Aunque Yolanda y Rogelio perdieron su primera casa en 1995, ellos han sido lo suficientemente diligentes como para recuperarse económica-mente y encima pagar los exorbitantes gastos del MIT y de la universidad de su hija, calculados en 30 mil dólares anuales.

“Yo estudié hasta el High School e hice dos años de secretariado. Quería mucho ir a la universidad, era mi ilusión, pero cuando empecé a tener a mis hijos cambié el foco de atención. El Junior (Rogelio García, el mayor) estaba consciente de la situación en que estábamos, pero la niña no. Ella ahora reconoce que fue durante su ida a la universidad y después de la atención que tuvimos con la historia que por fin entendió el difícil camino por el que nos hemos visto envueltos”.

Yolanda no se puede quejar. Rogelio, el mayor, vive con ellos y les alivia la carga de los pagos de la casa de gran manera. La niña se acaba de graduar y está pronta a comenzar a trabajar, y el menor término el High School este año y fue aceptado en la Universidad de San José, California, para ser otro ingeniero. Con respecto al “reciclaje”, aunque todavía lo hacen, no es su fuente completa de ingresos.

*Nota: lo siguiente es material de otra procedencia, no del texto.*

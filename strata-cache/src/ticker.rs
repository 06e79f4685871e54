//! Monotonic time sources for expiry checks.

use std::fmt::Debug;
use std::sync::atomic::{AtomicU64, Ordering};
use std::time::{Duration, Instant};

/// A monotonic clock. Readings are offsets from an arbitrary fixed origin.
pub trait Ticker: Send + Sync + Debug {
    fn read(&self) -> Duration;
}

/// Ticker backed by [`Instant`].
#[derive(Debug, Clone, Copy)]
pub struct SystemTicker {
    origin: Instant,
}

impl SystemTicker {
    pub fn new() -> Self {
        Self {
            origin: Instant::now(),
        }
    }
}

impl Default for SystemTicker {
    fn default() -> Self {
        Self::new()
    }
}

impl Ticker for SystemTicker {
    fn read(&self) -> Duration {
        self.origin.elapsed()
    }
}

/// Manually driven ticker for deterministic expiry tests.
#[derive(Debug, Default)]
pub struct FakeTicker {
    nanos: AtomicU64,
}

impl FakeTicker {
    pub fn new() -> Self {
        Self::default()
    }

    pub fn advance(&self, by: Duration) {
        let by = u64::try_from(by.as_nanos()).unwrap_or(u64::MAX);
        self.nanos.fetch_add(by, Ordering::SeqCst);
    }
}

impl Ticker for FakeTicker {
    fn read(&self) -> Duration {
        Duration::from_nanos(self.nanos.load(Ordering::SeqCst))
    }
}
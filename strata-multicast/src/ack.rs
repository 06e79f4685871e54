//! Delivery acknowledgement between downstreams and the upstream producer.

use std::sync::atomic::{AtomicBool, AtomicUsize, Ordering};
use std::sync::Arc;

use tokio::sync::Notify;

/// Tracks how many downstreams have taken a dispatched value.
///
/// The producer waits until `acked >= required` and every blocking token
/// is gone. `required` starts out unreachable and is lowered by the manager
/// once it knows how many downstreams the value went to.
#[derive(Debug)]
pub(crate) struct DeliveryAck {
    acked: AtomicUsize,
    required: AtomicUsize,
    /// Tokens handed to subscribers whose queue this value filled.
    blocking: AtomicUsize,
    released: AtomicBool,
    notify: Notify,
}

impl DeliveryAck {
    pub(crate) fn new() -> Arc<Self> {
        Arc::new(Self {
            acked: AtomicUsize::new(0),
            required: AtomicUsize::new(usize::MAX),
            blocking: AtomicUsize::new(0),
            released: AtomicBool::new(false),
            notify: Notify::new(),
        })
    }

    pub(crate) fn token(self: &Arc<Self>) -> AckToken {
        AckToken {
            ack: Arc::clone(self),
            blocking: false,
        }
    }

    /// A token the producer waits on no matter how many others acked.
    pub(crate) fn blocking_token(self: &Arc<Self>) -> AckToken {
        self.blocking.fetch_add(1, Ordering::SeqCst);
        AckToken {
            ack: Arc::clone(self),
            blocking: true,
        }
    }

    /// Lower the number of acknowledgements needed. Never raises it.
    pub(crate) fn require(&self, count: usize) {
        self.required.fetch_min(count, Ordering::SeqCst);
        self.notify.notify_waiters();
    }

    /// Release the producer regardless of acknowledgements.
    pub(crate) fn complete(&self) {
        self.released.store(true, Ordering::SeqCst);
        self.notify.notify_waiters();
    }

    fn record(&self, blocking: bool) {
        if blocking {
            self.blocking.fetch_sub(1, Ordering::SeqCst);
        }
        self.acked.fetch_add(1, Ordering::SeqCst);
        self.notify.notify_waiters();
    }

    pub(crate) fn is_complete(&self) -> bool {
        if self.released.load(Ordering::SeqCst) {
            return true;
        }
        self.blocking.load(Ordering::SeqCst) == 0
            && self.acked.load(Ordering::SeqCst) >= self.required.load(Ordering::SeqCst)
    }

    pub(crate) async fn wait(&self) {
        loop {
            let notified = self.notify.notified();
            if self.is_complete() {
                return;
            }
            notified.await;
        }
    }
}

/// One downstream's claim on a delivery. Acknowledges when dropped, so a
/// subscriber that goes away with values still queued never stalls the
/// producer.
#[derive(Debug)]
pub(crate) struct AckToken {
    ack: Arc<DeliveryAck>,
    blocking: bool,
}

impl Drop for AckToken {
    fn drop(&mut self) {
        self.ack.record(self.blocking);
    }
}

#[cfg(test)]
mod tests {
    use super::*;

    #[tokio::test]
    async fn test_wait_returns_once_required_tokens_drop() {
        let ack = DeliveryAck::new();
        let first = ack.token();
        let second = ack.token();
        ack.require(2);
        assert!(!ack.is_complete());

        let waiter = {
            let ack = ack.clone();
            tokio::spawn(async move { ack.wait().await })
        };
        drop(first);
        assert!(!ack.is_complete());
        drop(second);
        waiter.await.unwrap();
        assert!(ack.is_complete());
    }

    #[test]
    fn test_unreached_requirement_is_incomplete() {
        let ack = DeliveryAck::new();
        drop(ack.token());
        assert!(!ack.is_complete());
        ack.complete();
        assert!(ack.is_complete());
    }

    #[test]
    fn test_blocking_token_holds_producer_past_min_acks() {
        let ack = DeliveryAck::new();
        let fast = ack.token();
        let stalled = ack.blocking_token();
        ack.require(1);
        drop(fast);
        assert!(!ack.is_complete());
        drop(stalled);
        assert!(ack.is_complete());
    }

    #[test]
    fn test_require_never_raises() {
        let ack = DeliveryAck::new();
        ack.require(1);
        ack.require(5);
        drop(ack.token());
        assert!(ack.is_complete());
    }
}
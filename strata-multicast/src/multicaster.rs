//! Public handle over a channel manager.

use std::pin::Pin;
use std::sync::atomic::{AtomicU64, Ordering};
use std::task::{Context, Poll};

use futures_util::Stream;
use strata_core::{ConcurrencyError, ConfigError, MulticastConfig, StrataResult};
use tokio::runtime::Handle;
use tokio::sync::mpsc;

use crate::manager::{post, ChannelManager, Command, Delivery};
use crate::producer::UpstreamFactory;

/// Shares one upstream among any number of downstreams.
///
/// The upstream starts when the first regular downstream subscribes and,
/// unless `keep_upstream_alive` is set, is cancelled when the last one
/// leaves. Dropping the multicaster closes every downstream.
pub struct Multicaster<T: Send + 'static> {
    commands: mpsc::Sender<Command<T>>,
    next_downstream: AtomicU64,
    config: MulticastConfig,
}

impl<T> Multicaster<T>
where
    T: Clone + Send + 'static,
{
    /// Must be called from within a tokio runtime.
    pub fn new(config: MulticastConfig, upstream: UpstreamFactory<T>) -> StrataResult<Self> {
        config.validate()?;
        let handle = Handle::try_current().map_err(|_| ConcurrencyError::NoRuntime {
            task: "channel manager".to_string(),
        })?;
        let commands = ChannelManager::spawn(&handle, config.clone(), upstream);
        Ok(Self {
            commands,
            next_downstream: AtomicU64::new(0),
            config,
        })
    }

    pub fn config(&self) -> &MulticastConfig {
        &self.config
    }

    /// Subscribe a new downstream.
    ///
    /// A `piggyback_only` downstream never starts the upstream; it only
    /// sees values produced for other subscribers. It requires
    /// `piggybacking_downstream`.
    pub async fn new_downstream(&self, piggyback_only: bool) -> StrataResult<Downstream<T>> {
        if piggyback_only && !self.config.piggybacking_downstream {
            return Err(ConfigError::IncompatibleOptions {
                option_a: "piggyback_only".to_string(),
                option_b: "piggybacking_downstream = false".to_string(),
            }
            .into());
        }

        let id = self.next_downstream.fetch_add(1, Ordering::Relaxed);
        let (sender, deliveries) = mpsc::channel(self.config.downstream_limit() + 1);
        self.commands
            .send(Command::AddDownstream {
                id,
                sender,
                piggyback_only,
            })
            .await
            .map_err(|_| ConcurrencyError::ManagerClosed)?;

        Ok(Downstream {
            id,
            deliveries,
            commands: self.commands.clone(),
            finished: false,
        })
    }

    /// Stop the upstream and end every downstream.
    pub fn close(&self) {
        post(&self.commands, Command::Close);
    }

    pub fn is_closed(&self) -> bool {
        self.commands.is_closed()
    }
}

impl<T: Send + 'static> Drop for Multicaster<T> {
    fn drop(&mut self) {
        post(&self.commands, Command::Close);
    }
}

/// One subscriber's view of the upstream.
///
/// Yields values in upstream order. An upstream error is yielded once and
/// ends the stream. Taking a value acknowledges it; dropping the
/// downstream unsubscribes. A downstream that stops polling holds at most
/// [`MulticastConfig::downstream_limit`] values, after which the upstream
/// waits for it.
pub struct Downstream<T: Send + 'static> {
    id: u64,
    deliveries: mpsc::Receiver<Delivery<T>>,
    commands: mpsc::Sender<Command<T>>,
    finished: bool,
}

impl<T: Send + 'static> Downstream<T> {
    pub fn id(&self) -> u64 {
        self.id
    }
}

impl<T: Send + 'static> Stream for Downstream<T> {
    type Item = StrataResult<T>;

    fn poll_next(self: Pin<&mut Self>, cx: &mut Context<'_>) -> Poll<Option<Self::Item>> {
        let this = self.get_mut();
        if this.finished {
            return Poll::Ready(None);
        }
        match this.deliveries.poll_recv(cx) {
            Poll::Ready(Some(Delivery::Value(value, token))) => {
                drop(token);
                Poll::Ready(Some(Ok(value)))
            }
            Poll::Ready(Some(Delivery::Error(error))) => {
                this.finished = true;
                Poll::Ready(Some(Err(error)))
            }
            Poll::Ready(None) => {
                this.finished = true;
                Poll::Ready(None)
            }
            Poll::Pending => Poll::Pending,
        }
    }
}

impl<T: Send + 'static> Drop for Downstream<T> {
    fn drop(&mut self) {
        post(&self.commands, Command::RemoveDownstream { id: self.id });
    }
}

// ============================================================================
// TESTS
// ============================================================================

#[cfg(test)]
mod tests {
    use super::*;
    use futures_util::future::join_all;
    use futures_util::StreamExt;
    use std::sync::atomic::{AtomicBool, AtomicUsize};
    use std::sync::Arc;
    use std::time::Duration;
    use strata_core::{FetchError, StrataError};
    use tokio::sync::Notify;

    struct SetOnDrop(Arc<AtomicBool>);

    impl Drop for SetOnDrop {
        fn drop(&mut self) {
            self.0.store(true, Ordering::SeqCst);
        }
    }

    fn gated_upstream(gate: Arc<Notify>, calls: Arc<AtomicUsize>) -> UpstreamFactory<i32> {
        Arc::new(move || {
            let gate = gate.clone();
            calls.fetch_add(1, Ordering::SeqCst);
            async_stream::stream! {
                gate.notified().await;
                for i in 1..=3 {
                    yield StrataResult::Ok(i);
                }
            }
            .boxed()
        })
    }

    #[tokio::test]
    async fn test_cancelled_subscriber_does_not_affect_others() {
        let gate = Arc::new(Notify::new());
        let calls = Arc::new(AtomicUsize::new(0));
        let multicaster =
            Multicaster::new(MulticastConfig::default(), gated_upstream(gate.clone(), calls.clone()))
                .unwrap();

        let mut subscribers = Vec::new();
        for _ in 0..20 {
            subscribers.push(multicaster.new_downstream(false).await.unwrap());
        }
        let cancelled = multicaster.new_downstream(false).await.unwrap();
        drop(cancelled);
        gate.notify_one();

        let results = join_all(subscribers.into_iter().map(|d| d.collect::<Vec<_>>())).await;
        for received in results {
            assert_eq!(received, vec![Ok(1), Ok(2), Ok(3)]);
        }
        assert_eq!(calls.load(Ordering::SeqCst), 1);
    }

    #[tokio::test]
    async fn test_last_subscriber_leaving_cancels_upstream() {
        let dropped = Arc::new(AtomicBool::new(false));
        let flag = dropped.clone();
        let upstream: UpstreamFactory<u64> = Arc::new(move || {
            let guard = SetOnDrop(flag.clone());
            async_stream::stream! {
                let _guard = guard;
                let mut i = 0u64;
                loop {
                    i += 1;
                    yield StrataResult::Ok(i);
                    tokio::time::sleep(Duration::from_millis(1)).await;
                }
            }
            .boxed()
        });
        let multicaster = Multicaster::new(MulticastConfig::default(), upstream).unwrap();

        let mut downstream = multicaster.new_downstream(false).await.unwrap();
        assert_eq!(downstream.next().await, Some(Ok(1)));
        assert_eq!(downstream.next().await, Some(Ok(2)));
        drop(downstream);

        for _ in 0..200 {
            if dropped.load(Ordering::SeqCst) {
                break;
            }
            tokio::time::sleep(Duration::from_millis(5)).await;
        }
        assert!(dropped.load(Ordering::SeqCst));
    }

    #[tokio::test]
    async fn test_stalled_subscriber_bounds_upstream_progress() {
        let produced = Arc::new(AtomicUsize::new(0));
        let counter = produced.clone();
        let upstream: UpstreamFactory<usize> = Arc::new(move || {
            let counter = counter.clone();
            async_stream::stream! {
                loop {
                    let n = counter.fetch_add(1, Ordering::SeqCst) + 1;
                    yield StrataResult::Ok(n);
                }
            }
            .boxed()
        });
        let config = MulticastConfig::new().with_downstream_capacity(4);
        let multicaster = Multicaster::new(config, upstream).unwrap();

        let mut fast = multicaster.new_downstream(false).await.unwrap();
        let stalled = multicaster.new_downstream(false).await.unwrap();
        for expected in 1..=4 {
            assert_eq!(fast.next().await, Some(Ok(expected)));
        }
        let blocked = tokio::time::timeout(Duration::from_millis(50), fast.next()).await;
        assert!(blocked.is_err());
        assert_eq!(produced.load(Ordering::SeqCst), 4);

        drop(stalled);
        let resumed = tokio::time::timeout(Duration::from_secs(1), fast.next()).await;
        assert_eq!(resumed.unwrap(), Some(Ok(5)));
    }

    #[tokio::test]
    async fn test_keep_alive_replays_buffer_without_restart() {
        let calls = Arc::new(AtomicUsize::new(0));
        let counter = calls.clone();
        let upstream: UpstreamFactory<i32> = Arc::new(move || {
            counter.fetch_add(1, Ordering::SeqCst);
            async_stream::stream! {
                yield StrataResult::Ok(1);
                yield StrataResult::Ok(2);
                futures_util::future::pending::<()>().await;
            }
            .boxed()
        });
        let config = MulticastConfig::new()
            .with_buffer_size(1)
            .with_keep_upstream_alive(true);
        let multicaster = Multicaster::new(config, upstream).unwrap();

        let mut first = multicaster.new_downstream(false).await.unwrap();
        assert_eq!(first.next().await, Some(Ok(1)));
        assert_eq!(first.next().await, Some(Ok(2)));
        drop(first);

        let mut second = multicaster.new_downstream(false).await.unwrap();
        assert_eq!(second.next().await, Some(Ok(2)));
        assert_eq!(calls.load(Ordering::SeqCst), 1);
    }

    #[tokio::test]
    async fn test_upstream_error_reaches_every_subscriber() {
        let gate = Arc::new(Notify::new());
        let upstream_gate = gate.clone();
        let upstream: UpstreamFactory<i32> = Arc::new(move || {
            let gate = upstream_gate.clone();
            async_stream::stream! {
                gate.notified().await;
                yield StrataResult::Ok(1);
                yield Err(FetchError::Failed { reason: "boom".to_string() }.into());
            }
            .boxed()
        });
        let multicaster = Multicaster::new(MulticastConfig::default(), upstream).unwrap();
        let a = multicaster.new_downstream(false).await.unwrap();
        let b = multicaster.new_downstream(false).await.unwrap();
        gate.notify_one();

        let expected_error: StrataError = FetchError::Failed {
            reason: "boom".to_string(),
        }
        .into();
        for received in join_all([a.collect::<Vec<_>>(), b.collect::<Vec<_>>()]).await {
            assert_eq!(received, vec![Ok(1), Err(expected_error.clone())]);
        }
    }

    #[tokio::test]
    async fn test_late_joiner_restarts_upstream() {
        let release = Arc::new(Notify::new());
        let calls = Arc::new(AtomicUsize::new(0));
        let upstream_release = release.clone();
        let counter = calls.clone();
        let upstream: UpstreamFactory<usize> = Arc::new(move || {
            let run = counter.fetch_add(1, Ordering::SeqCst) + 1;
            let release = upstream_release.clone();
            async_stream::stream! {
                yield StrataResult::Ok(run);
                release.notified().await;
            }
            .boxed()
        });
        let multicaster = Multicaster::new(MulticastConfig::default(), upstream).unwrap();

        let mut early = multicaster.new_downstream(false).await.unwrap();
        assert_eq!(early.next().await, Some(Ok(1)));

        let mut late = multicaster.new_downstream(false).await.unwrap();
        release.notify_one();

        assert_eq!(early.next().await, None);
        assert_eq!(late.next().await, Some(Ok(2)));
        release.notify_one();
        assert_eq!(late.next().await, None);
        assert_eq!(calls.load(Ordering::SeqCst), 2);
    }

    #[tokio::test]
    async fn test_piggyback_only_waits_for_a_regular_subscriber() {
        let calls = Arc::new(AtomicUsize::new(0));
        let counter = calls.clone();
        let upstream: UpstreamFactory<i32> = Arc::new(move || {
            counter.fetch_add(1, Ordering::SeqCst);
            async_stream::stream! {
                yield StrataResult::Ok(7);
            }
            .boxed()
        });
        let config = MulticastConfig::new().with_piggybacking_downstream(true);
        let multicaster = Multicaster::new(config, upstream).unwrap();

        let mut rider = multicaster.new_downstream(true).await.unwrap();
        tokio::time::sleep(Duration::from_millis(10)).await;
        assert_eq!(calls.load(Ordering::SeqCst), 0);

        let _driver = multicaster.new_downstream(false).await.unwrap();
        assert_eq!(rider.next().await, Some(Ok(7)));
        // stays attached after the upstream completes
        let still_open = tokio::time::timeout(Duration::from_millis(20), rider.next()).await;
        assert!(still_open.is_err());
    }

    #[tokio::test]
    async fn test_piggyback_only_requires_config() {
        let upstream: UpstreamFactory<i32> =
            Arc::new(|| futures_util::stream::empty::<StrataResult<i32>>().boxed());
        let multicaster = Multicaster::new(MulticastConfig::default(), upstream).unwrap();
        assert!(multicaster.new_downstream(true).await.is_err());
    }

    #[tokio::test]
    async fn test_invalid_config_is_rejected_at_construction() {
        let upstream: UpstreamFactory<i32> =
            Arc::new(|| futures_util::stream::empty::<StrataResult<i32>>().boxed());
        let config = MulticastConfig::new().with_keep_upstream_alive(true);
        assert!(Multicaster::new(config, upstream).is_err());
    }

    #[tokio::test]
    async fn test_close_ends_downstreams() {
        let upstream: UpstreamFactory<i32> = Arc::new(|| {
            async_stream::stream! {
                futures_util::future::pending::<()>().await;
                yield StrataResult::Ok(0);
            }
            .boxed()
        });
        let multicaster = Multicaster::new(MulticastConfig::default(), upstream).unwrap();
        let mut downstream = multicaster.new_downstream(false).await.unwrap();
        multicaster.close();
        assert_eq!(downstream.next().await, None);
    }
}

Cuando varios medios le hicieron seguimiento a la historia en el LA Times (entre ellos la revista People) descubrió un mundo que muy pocos conocían de verdad. “(La fama repentina) me ha traído un montón de problemas. Ahora todo el mundo quiere reciclar, y tenemos mucha competencia”, dijo Yolanda.

Gente de todos los puntos cardinales buscan el dinero extra. “Más que todo se ven parejas en la calle, recolectando como nosotros. Los trabajadores de las cocinas de los restaurantes se quedan con las botellas y las reciclan ellos mismos. Otra cosa importante: el reciclaje subió al doble. Ahora se puede hacer 140 dólares diarios cuando antes hacías solo 70. Ahora si vale la pena hacerlo”.

La resurrección del alma

Además de la propia satisfacción de proveer por sus hijos, Yolanda descubrió una mina de oro que le alegró el alma. “Cuando salió la historia, recibí una inundación de cartas dándome apoyo y diciéndome cosas hermosas. Me invitaron a sus casas en otros estados, me ofrecieron ayudarme con parte de los gastos. Fue algo muy bonito que me impulsó mucho a seguir adelante. Me motivó mucho y me quitó mucha de la vergüenza que todavía sentía.

Yolanda es resoluta en el lenguaje y vivaz en sus maneras. A pesar de los problemas que ha atravesado, su mirada hacia el futuro es vibrante y llena de inquietudes.

“Ahora me siento mucho mejor. Como no tengo que trabajar tanto, decidí tomar un trabajo limpiando la playa de Venice, y eso me ha caído bien. También voy a continuar mi educación. Este verano pienso inscribirme en unos cursos de inglés y computación. Tenemos computadora en la casa, y la quiero aprender a usar bien. Estoy contenta”, dijo Yolanda, y su historia reververa como pocas en nuestra sociedad.